WORK REQUEST → Select the lines of the records containing the word "Scripted" and list them.

AVAILABLE DATA →
use std::collections::HashMap;
use std::sync::{Arc, LazyLock};
use std::time::{Duration, Instant};

use opentelemetry::KeyValue;
use tracing::Instrument;
use tracing_opentelemetry::OpenTelemetrySpanExt;

use super::{GenerateRequest, GenerateResponse, LlmError, Provider};
use crate::telemetry::metrics::{
    GEN_AI_ERROR_COUNT, GEN_AI_FALLBACK_COUNT, GEN_AI_OPERATION_DURATION, GEN_AI_RETRY_COUNT,
    GEN_AI_TOKEN_USAGE,
};

pub const DEFAULT_TIMEOUT: Duration = Duration::from_secs(60);

static PROVIDER_SERVERS: LazyLock<HashMap<&str, (&str, i64)>> = LazyLock::new(|| {
    HashMap::from([
        ("openai", ("api.openai.com", 443_i64)),
        ("anthropic", ("api.anthropic.com", 443)),
        ("google", ("generativelanguage.googleapis.com", 443)),
        ("ollama", ("localhost", 11434)),
    ])
});

struct Fallback {
    provider: Arc<dyn Provider>,
    name: String,
    model: String,
}

/// Generation client shared by every stage. Applies the per-call timeout,
/// a bounded retry on transport-level failures, and an optional fallback
/// provider. It never inspects response content.
pub struct LlmClient {
    primary: Arc<dyn Provider>,
    primary_name: String,
    fallback: Option<Fallback>,
    timeout: Duration,
    max_attempts: u32,
}

impl LlmClient {
    pub fn new(primary: Arc<dyn Provider>) -> Self {
        let primary_name = primary.name().to_string();
        Self {
            primary,
            primary_name,
            fallback: None,
            timeout: DEFAULT_TIMEOUT,
            max_attempts: 1,
        }
    }

    pub fn with_fallback(mut self, provider: Arc<dyn Provider>, model: &str) -> Self {
        self.fallback = Some(Fallback {
            name: provider.name().to_string(),
            provider,
            model: model.to_string(),
        });
        self
    }

    pub fn with_timeout(mut self, timeout: Duration) -> Self {
        self.timeout = timeout;
        self
    }

    pub fn with_max_attempts(mut self, max_attempts: u32) -> Self {
        self.max_attempts = max_attempts.max(1);
        self
    }

    pub fn primary_name(&self) -> &str {
        &self.primary_name
    }

    pub fn fallback_name(&self) -> Option<&str> {
        self.fallback.as_ref().map(|f| f.name.as_str())
    }

    pub async fn generate_once(
        &self,
        provider: &dyn Provider,
        provider_name: &str,
        req: &GenerateRequest,
    ) -> Result<GenerateResponse, LlmError> {
        let span_display_name = format!("gen_ai.chat {}", req.model);
        let start = Instant::now();

        let (server_addr, server_port) = PROVIDER_SERVERS
            .get(provider_name)
            .copied()
            .unwrap_or(("unknown", 443));

        let span = tracing::info_span!(
            "gen_ai.chat",
            otel.name = %span_display_name,
            gen_ai.operation.name = "chat",
            gen_ai.provider.name = %provider_name,
            gen_ai.request.model = %req.model,
            server.address = %server_addr,
            server.port = server_port,
            gen_ai.request.temperature = req.temperature,
            gen_ai.request.max_tokens = req.max_tokens as i64,
            gen_ai.response.model = tracing::field::Empty,
            gen_ai.usage.input_tokens = tracing::field::Empty,
            gen_ai.usage.output_tokens = tracing::field::Empty,
            gen_ai.response.finish_reasons = tracing::field::Empty,
            shorts.stage = %req.stage,
            otel.status_code = tracing::field::Empty,
            error.type = tracing::field::Empty,
        );

        // Prompts for the sanitize stage carry raw report text, so only
        // the size goes on the span.
        span.add_event(
            "gen_ai.user.message",
            vec![KeyValue::new(
                "gen_ai.prompt.chars",
                req.prompt.chars().count() as i64,
            )],
        );

        let result = match tokio::time::timeout(
            self.timeout,
            provider.generate(req).instrument(span.clone()),
        )
        .await
        {
            Ok(result) => result,
            Err(_) => Err(LlmError::Timeout(self.timeout)),
        };

        let duration = start.elapsed().as_secs_f64();

        match result {
            Ok(mut resp) => {
                resp.provider = provider_name.to_string();

                span.record("gen_ai.response.model", resp.model.as_str());
                span.record("gen_ai.usage.input_tokens", resp.input_tokens as i64);
                span.record("gen_ai.usage.output_tokens", resp.output_tokens as i64);
                if !resp.finish_reason.is_empty() {
                    span.record(
                        "gen_ai.response.finish_reasons",
                        resp.finish_reason.as_str(),
                    );
                }

                let op_kv = KeyValue::new("gen_ai.operation.name", "chat");
                let provider_kv = KeyValue::new("gen_ai.provider.name", provider_name.to_string());
                let model_kv = KeyValue::new("gen_ai.request.model", resp.model.clone());

                GEN_AI_TOKEN_USAGE.record(
                    f64::from(resp.input_tokens),
                    &[
                        KeyValue::new("gen_ai.token.type", "input"),
                        op_kv.clone(),
                        provider_kv.clone(),
                        model_kv.clone(),
                    ],
                );
                GEN_AI_TOKEN_USAGE.record(
                    f64::from(resp.output_tokens),
                    &[
                        KeyValue::new("gen_ai.token.type", "output"),
                        op_kv.clone(),
                        provider_kv.clone(),
                        model_kv.clone(),
                    ],
                );
                GEN_AI_OPERATION_DURATION.record(duration, &[op_kv, provider_kv, model_kv]);

                Ok(resp)
            }
            Err(err) => {
                span.record("otel.status_code", "ERROR");
                span.record("error.type", err.error_type());

                GEN_AI_ERROR_COUNT.add(
                    1,
                    &[
                        KeyValue::new("gen_ai.provider.name", provider_name.to_string()),
                        KeyValue::new("gen_ai.request.model", req.model.clone()),
                        KeyValue::new("error.type", err.error_type()),
                    ],
                );

                Err(err)
            }
        }
    }

    pub async fn generate_with_retry(
        &self,
        provider: &dyn Provider,
        provider_name: &str,
        req: &GenerateRequest,
    ) -> Result<GenerateResponse, LlmError> {
        let mut attempt: u32 = 0;

        loop {
            match self.generate_once(provider, provider_name, req).await {
                Ok(resp) => return Ok(resp),
                Err(err) => {
                    attempt += 1;
                    if attempt >= self.max_attempts || !is_retryable(&err) {
                        return Err(err);
                    }

                    tracing::warn!(
                        attempt,
                        max_attempts = self.max_attempts,
                        provider = provider_name,
                        model = %req.model,
                        error = %err,
                        "Generation call failed, retrying"
                    );

                    GEN_AI_RETRY_COUNT.add(
                        1,
                        &[
                            KeyValue::new("gen_ai.provider.name", provider_name.to_string()),
                            KeyValue::new("gen_ai.request.model", req.model.clone()),
                        ],
                    );

                    tokio::time::sleep(backoff_delay(attempt - 1)).await;
                }
            }
        }
    }

    pub async fn generate(&self, req: &GenerateRequest) -> Result<GenerateResponse, LlmError> {
        let primary_err = match self
            .generate_with_retry(self.primary.as_ref(), &self.primary_name, req)
            .await
        {
            Ok(resp) => return Ok(resp),
            Err(err) => err,
        };

        let Some(fallback) = &self.fallback else {
            return Err(primary_err);
        };

        tracing::warn!(
            primary_provider = %self.primary_name,
            fallback_provider = %fallback.name,
            error = %primary_err,
            "Primary provider failed, falling back"
        );

        GEN_AI_FALLBACK_COUNT.add(1, &[]);

        let fallback_req = GenerateRequest {
            model: fallback.model.clone(),
            ..req.clone()
        };

        self.generate_with_retry(fallback.provider.as_ref(), &fallback.name, &fallback_req)
            .await
    }
}

fn is_retryable(err: &LlmError) -> bool {
    match err {
        LlmError::Timeout(_) | LlmError::Transport(_) => true,
        LlmError::Upstream { status, .. } => matches!(status, Some(429) | Some(500..=599)),
        LlmError::InvalidRequest(_) => false,
    }
}

fn backoff_delay(attempt: u32) -> Duration {
    let base = Duration::from_secs(1) * 2u32.pow(attempt.min(4));
    let base = base.min(Duration::from_secs(10));
    let jitter_ms = fastrand::u64(0..=base.as_millis() as u64 / 4);
    base + Duration::from_millis(jitter_ms)
}

#[cfg(test)]
mod tests {
    use super::*;
    use crate::models::Stage;
    use std::sync::atomic::{AtomicUsize, Ordering};

    struct Scripted {
        name: &'static str,
        calls: AtomicUsize,
        fail: bool,
        delay: Option<Duration>,
    }

    impl Scripted {
        fn new(name: &'static str, fail: bool) -> Self {
            Self {
                name,
                calls: AtomicUsize::new(0),
                fail,
                delay: None,
            }
        }
    }

    #[async_trait::async_trait]
    impl Provider for Scripted {
        async fn generate(&self, req: &GenerateRequest) -> Result<GenerateResponse, LlmError> {
            self.calls.fetch_add(1, Ordering::SeqCst);
            if let Some(delay) = self.delay {
                tokio::time::sleep(delay).await;
            }
            if self.fail {
                return Err(LlmError::Upstream {
                    status: Some(400),
                    message: "rejected".to_string(),
                });
            }
            Ok(GenerateResponse {
                content: format!("{} says hi", self.name),
                model: req.model.clone(),
                input_tokens: 1,
                output_tokens: 1,
                finish_reason: "end_turn".to_string(),
                provider: String::new(),
            })
        }

        fn name(&self) -> &str {
            self.name
        }
    }

    fn request() -> GenerateRequest {
        GenerateRequest {
            model: "primary-model".to_string(),
            system: String::new(),
            prompt: "hello".to_string(),
            temperature: 0.2,
            max_tokens: 16,
            stage: Stage::Draft,
        }
    }

    #[tokio::test]
    async fn test_primary_success_sets_provider() {
        let client = LlmClient::new(Arc::new(Scripted::new("anthropic", false)));
        let resp = client.generate(&request()).await.unwrap();
        assert_eq!(resp.provider, "anthropic");
        assert_eq!(resp.content, "anthropic says hi");
    }

    #[tokio::test]
    async fn test_fallback_used_with_fallback_model() {
        let primary = Arc::new(Scripted::new("anthropic", true));
        let fallback = Arc::new(Scripted::new("openai", false));
        let client = LlmClient::new(primary.clone()).with_fallback(fallback.clone(), "gpt-4.1-mini");

        let resp = client.generate(&request()).await.unwrap();
        assert_eq!(resp.provider, "openai");
        assert_eq!(resp.model, "gpt-4.1-mini");
        assert_eq!(primary.calls.load(Ordering::SeqCst), 1);
        assert_eq!(fallback.calls.load(Ordering::SeqCst), 1);
    }

    #[tokio::test]
    async fn test_non_retryable_error_is_not_retried() {
        let primary = Arc::new(Scripted::new("anthropic", true));
        let client = LlmClient::new(primary.clone()).with_max_attempts(3);

        let err = client.generate(&request()).await.unwrap_err();
        assert!(matches!(err, LlmError::Upstream { status: Some(400), .. }));
        assert_eq!(primary.calls.load(Ordering::SeqCst), 1);
    }

    #[tokio::test]
    async fn test_timeout_surfaces_as_typed_error() {
        let mut slow = Scripted::new("anthropic", false);
        slow.delay = Some(Duration::from_millis(200));
        let client = LlmClient::new(Arc::new(slow)).with_timeout(Duration::from_millis(10));

        let err = client.generate(&request()).await.unwrap_err();
        assert!(matches!(err, LlmError::Timeout(_)));
    }

    #[test]
    fn test_retryable_classification() {
        assert!(is_retryable(&LlmError::Timeout(Duration::from_secs(1))));
        assert!(is_retryable(&LlmError::Transport("reset".to_string())));
        assert!(is_retryable(&LlmError::Upstream {
            status: Some(503),
            message: String::new()
        }));
        assert!(!is_retryable(&LlmError::Upstream {
            status: Some(401),
            message: String::new()
        }));
        assert!(!is_retryable(&LlmError::InvalidRequest("bad".to_string())));
    }

    #[test]
    fn test_backoff_is_capped() {
        for attempt in 0..8 {
            let delay = backoff_delay(attempt);
            assert!(delay >= Duration::from_secs(1));
            assert!(delay <= Duration::from_millis(12_500));
        }
    }
}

EXPECTED OUTPUT →
    struct Scripted {
    impl Scripted {
    impl Provider for Scripted {
        let client = LlmClient::new(Arc::new(Scripted::new("anthropic", false)));
        let primary = Arc::new(Scripted::new("anthropic", true));
        let fallback = Arc::new(Scripted::new("openai", false));
        let primary = Arc::new(Scripted::new("anthropic", true));
        let mut slow = Scripted::new("anthropic", false);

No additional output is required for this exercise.